▶ [What this task involves] Below are some records; return each one exactly as written.

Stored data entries
//! Session scripts and recorded updates on disk (JSON).

use std::path::Path;

use tracing::instrument;

use crate::error::SessionError;
use crate::session::SessionScript;
use crate::types::NodeUpdate;

/// Loads a session script from `path`.
#[instrument(level = "trace", skip(path))]
pub fn load_session(path: &Path) -> Result<SessionScript, SessionError> {
  let bytes = std::fs::read(path)?;
  Ok(serde_json::from_slice(&bytes)?)
}

/// Renders recorded updates as a JSON array.
pub fn render_updates(updates: &[NodeUpdate], pretty: bool) -> Result<String, SessionError> {
  let json = if pretty {
    serde_json::to_string_pretty(updates)?
  } else {
    serde_json::to_string(updates)?
  };
  Ok(json)
}

/// Writes recorded updates to `path`, creating parent directories.
#[instrument(level = "trace", skip(path, updates))]
pub fn save_updates(path: &Path, updates: &[NodeUpdate], pretty: bool) -> Result<(), SessionError> {
  let json = render_updates(updates, pretty)?;
  if let Some(parent) = path.parent() {
    std::fs::create_dir_all(parent)?;
  }
  std::fs::write(path, json)?;
  Ok(())
}
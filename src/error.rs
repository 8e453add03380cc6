//! Error types for the editor, its bindings, the selection broker and session replay.

use thiserror::Error;

use crate::editor::SelectionToken;
use crate::types::FieldId;

/// Rejected index-binding transition.
#[derive(Debug, Clone, PartialEq, Eq, Error)]
pub enum BindingError {
  #[error("index binding for {field}: cannot {event} while {state}")]
  InvalidTransition {
    field: FieldId,
    state: &'static str,
    event: &'static str,
  },
}

/// Failures of the column selection request/response channel.
#[derive(Debug, Clone, PartialEq, Eq, Error)]
pub enum SelectionError {
  #[error("no pending selection request for token {0}")]
  UnknownToken(SelectionToken),
  #[error("no field is waiting for a column selection")]
  NoPendingRequest,
  #[error("{0} fields are waiting for a column selection; resolve one by token")]
  Ambiguous(usize),
}

/// Errors returned by editor operations.
#[derive(Debug, Clone, PartialEq, Eq, Error)]
pub enum EditorError {
  #[error("unknown operator token: {0:?}")]
  UnknownOperator(String),
  #[error("field {0} does not carry an operator")]
  NoOperator(FieldId),
  #[error("index binding is disabled for this node")]
  IndicesDisabled,
  #[error(transparent)]
  Binding(#[from] BindingError),
  #[error(transparent)]
  Selection(#[from] SelectionError),
}

/// A drag payload that could not be used. Editors log and drop these.
#[derive(Debug, Error)]
pub enum DragPayloadError {
  #[error("drag payload is not valid JSON: {0}")]
  Json(#[from] serde_json::Error),
  #[error("drag payload has no column index")]
  MissingColumnIndex,
}

/// Errors while loading, replaying or saving an editing session.
#[derive(Debug, Error)]
pub enum SessionError {
  #[error("session io: {0}")]
  Io(#[from] std::io::Error),
  #[error("session json: {0}")]
  Json(#[from] serde_json::Error),
  #[error("event {position} failed: {source}")]
  Event {
    position: usize,
    #[source]
    source: EditorError,
  },
  #[error("event {position} follows close")]
  EventAfterClose { position: usize },
}
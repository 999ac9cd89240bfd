use serde::{Deserialize, Serialize};
use validator::Validate;

use crate::bounds::DateBounds;
use crate::date::{CalendarDate, ISO_FORMAT};

pub const DEFAULT_ANCHOR_LABEL_FORMAT: &str = "%B %Y";

/// Everything a host passes when it mounts a picker.
#[derive(Debug, Clone, PartialEq, Eq, Serialize, Deserialize, Validate)]
#[serde(default)]
pub struct DatePickerOptions {
    pub value: Option<CalendarDate>,
    pub bounds: DateBounds,
    pub enable_clear: bool,
    pub enable_year_navigation: bool,
    /// 0 = Sunday .. 6 = Saturday.
    #[validate(range(max = 6))]
    pub week_start: u8,
    /// strftime pattern for the input box; must round-trip.
    #[validate(length(min = 1))]
    pub display_format: String,
    #[validate(length(min = 1))]
    pub anchor_label_format: String,
    pub required: bool,
    pub disabled: bool,
    pub placeholder: Option<String>,
    pub label: Option<String>,
}

impl Default for DatePickerOptions {
    fn default() -> Self {
        Self {
            value: None,
            bounds: DateBounds::unbounded(),
            enable_clear: false,
            enable_year_navigation: false,
            week_start: 0,
            display_format: ISO_FORMAT.to_string(),
            anchor_label_format: DEFAULT_ANCHOR_LABEL_FORMAT.to_string(),
            required: false,
            disabled: false,
            placeholder: None,
            label: None,
        }
    }
}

▶ [Answer below]
//! Session scripts and recorded updates on disk (JSON).

use std::path::Path;

use tracing::instrument;

use crate::error::SessionError;
use crate::session::SessionScript;
use crate::types::NodeUpdate;

/// Loads a session script from `path`.
#[instrument(level = "trace", skip(path))]
pub fn load_session(path: &Path) -> Result<SessionScript, SessionError> {
  let bytes = std::fs::read(path)?;
  Ok(serde_json::from_slice(&bytes)?)
}

/// Renders recorded updates as a JSON array.
pub fn render_updates(updates: &[NodeUpdate], pretty: bool) -> Result<String, SessionError> {
  let json = if pretty {
    serde_json::to_string_pretty(updates)?
  } else {
    serde_json::to_string(updates)?
  };
  Ok(json)
}

/// Writes recorded updates to `path`, creating parent directories.
#[instrument(level = "trace", skip(path, updates))]
pub fn save_updates(path: &Path, updates: &[NodeUpdate], pretty: bool) -> Result<(), SessionError> {
  let json = render_updates(updates, pretty)?;
  if let Some(parent) = path.parent() {
    std::fs::create_dir_all(parent)?;
  }
  std::fs::write(path, json)?;
  Ok(())
}
filename src/error.rs
repository 8e453add03380cc6
//! Error types for the editor, its bindings, the selection broker and session replay.

use thiserror::Error;

use crate::editor::SelectionToken;
use crate::types::FieldId;

/// Rejected index-binding transition.
#[derive(Debug, Clone, PartialEq, Eq, Error)]
pub enum BindingError {
  #[error("index binding for {field}: cannot {event} while {state}")]
  InvalidTransition {
    field: FieldId,
    state: &'static str,
    event: &'static str,
  },
}

/// Failures of the column selection request/response channel.
#[derive(Debug, Clone, PartialEq, Eq, Error)]
pub enum SelectionError {
  #[error("no pending selection request for token {0}")]
  UnknownToken(SelectionToken),
  #[error("no field is waiting for a column selection")]
  NoPendingRequest,
  #[error("{0} fields are waiting for a column selection; resolve one by token")]
  Ambiguous(usize),
}

/// Errors returned by editor operations.
#[derive(Debug, Clone, PartialEq, Eq, Error)]
pub enum EditorError {
  #[error("unknown operator token: {0:?}")]
  UnknownOperator(String),
  #[error("field {0} does not carry an operator")]
  NoOperator(FieldId),
  #[error("index binding is disabled for this node")]
  IndicesDisabled,
  #[error(transparent)]
  Binding(#[from] BindingError),
  #[error(transparent)]
  Selection(#[from] SelectionError),
}

/// A drag payload that could not be used. Editors log and drop these.
#[derive(Debug, Error)]
pub enum DragPayloadError {
  #[error("drag payload is not valid JSON: {0}")]
  Json(#[from] serde_json::Error),
  #[error("drag payload has no column index")]
  MissingColumnIndex,
}

/// Errors while loading, replaying or saving an editing session.
#[derive(Debug, Error)]
pub enum SessionError {
  #[error("session io: {0}")]
  Io(#[from] std::io::Error),
  #[error("session json: {0}")]
  Json(#[from] serde_json::Error),
  #[error("event {position} failed: {source}")]
  Event {
    position: usize,
    #[source]
    source: EditorError,
  },
  #[error("event {position} follows close")]
  EventAfterClose { position: usize },
}
repository 999ac9cd89240bfd
use serde::{Deserialize, Serialize};
use validator::Validate;

use crate::bounds::DateBounds;
use crate::date::{CalendarDate, ISO_FORMAT};

pub const DEFAULT_ANCHOR_LABEL_FORMAT: &str = "%B %Y";

/// Everything a host passes when it mounts a picker.
#[derive(Debug, Clone, PartialEq, Eq, Serialize, Deserialize, Validate)]
#[serde(default)]
pub struct DatePickerOptions {
    pub value: Option<CalendarDate>,
    pub bounds: DateBounds,
    pub enable_clear: bool,
    pub enable_year_navigation: bool,
    /// 0 = Sunday .. 6 = Saturday.
    #[validate(range(max = 6))]
    pub week_start: u8,
    /// strftime pattern for the input box; must round-trip.
    #[validate(length(min = 1))]
    pub display_format: String,
    #[validate(length(min = 1))]
    pub anchor_label_format: String,
    pub required: bool,
    pub disabled: bool,
    pub placeholder: Option<String>,
    pub label: Option<String>,
}

impl Default for DatePickerOptions {
    fn default() -> Self {
        Self {
            value: None,
            bounds: DateBounds::unbounded(),
            enable_clear: false,
            enable_year_navigation: false,
            week_start: 0,
            display_format: ISO_FORMAT.to_string(),
            anchor_label_format: DEFAULT_ANCHOR_LABEL_FORMAT.to_string(),
            required: false,
            disabled: false,
            placeholder: None,
            label: None,
        }
    }
}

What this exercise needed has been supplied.